START The input

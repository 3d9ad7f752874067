//! Turn Lifecycle
//!
//! The single lifecycle value the coordinator keeps for the conversation. At
//! most one turn is in flight; `Submitted` and `Streaming` are the in-flight
//! states and the only ones in which new input is refused.

use serde::{Deserialize, Serialize};

/// Where the current model turn is
#[derive(Clone, Copy, Debug, Default, PartialEq, Eq, Serialize, Deserialize)]
#[serde(rename_all = "snake_case")]
pub enum TurnLifecycleState {
    /// No turn has been submitted yet
    #[default]
    Idle,
    /// Input sent, nothing received yet
    Submitted,
    /// Partial content is arriving
    Streaming,
    /// The turn finished (or was cancelled)
    Done,
    /// The transport reported a failure
    Errored,
}

impl TurnLifecycleState {
    /// Whether a new submission is allowed
    #[must_use]
    pub fn accepts_input(&self) -> bool {
        matches!(self, Self::Idle | Self::Done | Self::Errored)
    }

    /// Whether a turn is currently open
    #[must_use]
    pub fn is_in_flight(&self) -> bool {
        matches!(self, Self::Submitted | Self::Streaming)
    }

    /// Whether the transcript should show its loading indicator
    #[must_use]
    pub fn is_loading(&self) -> bool {
        matches!(self, Self::Streaming)
    }

    /// Whether the turn has ended one way or another
    #[must_use]
    pub fn is_terminal(&self) -> bool {
        matches!(self, Self::Done | Self::Errored)
    }

    /// Human-readable description
    #[must_use]
    pub fn description(&self) -> &'static str {
        match self {
            Self::Idle => "Ready",
            Self::Submitted => "Thinking...",
            Self::Streaming => "Responding...",
            Self::Done => "Done",
            Self::Errored => "Error",
        }
    }
}

impl std::fmt::Display for TurnLifecycleState {
    fn fmt(&self, f: &mut std::fmt::Formatter<'_>) -> std::fmt::Result {
        f.write_str(self.description())
    }
}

END The input

From the records above, copy only the lines starting with the line that holds "way or another" and going on through the line that holds "impl std::fmt::Display for", exactly as written.

    /// Whether the turn has ended one way or another
    #[must_use]
    pub fn is_terminal(&self) -> bool {
        matches!(self, Self::Done | Self::Errored)
    }

    /// Human-readable description
    #[must_use]
    pub fn description(&self) -> &'static str {
        match self {
            Self::Idle => "Ready",
            Self::Submitted => "Thinking...",
            Self::Streaming => "Responding...",
            Self::Done => "Done",
            Self::Errored => "Error",
        }
    }
}

impl std::fmt::Display for TurnLifecycleState {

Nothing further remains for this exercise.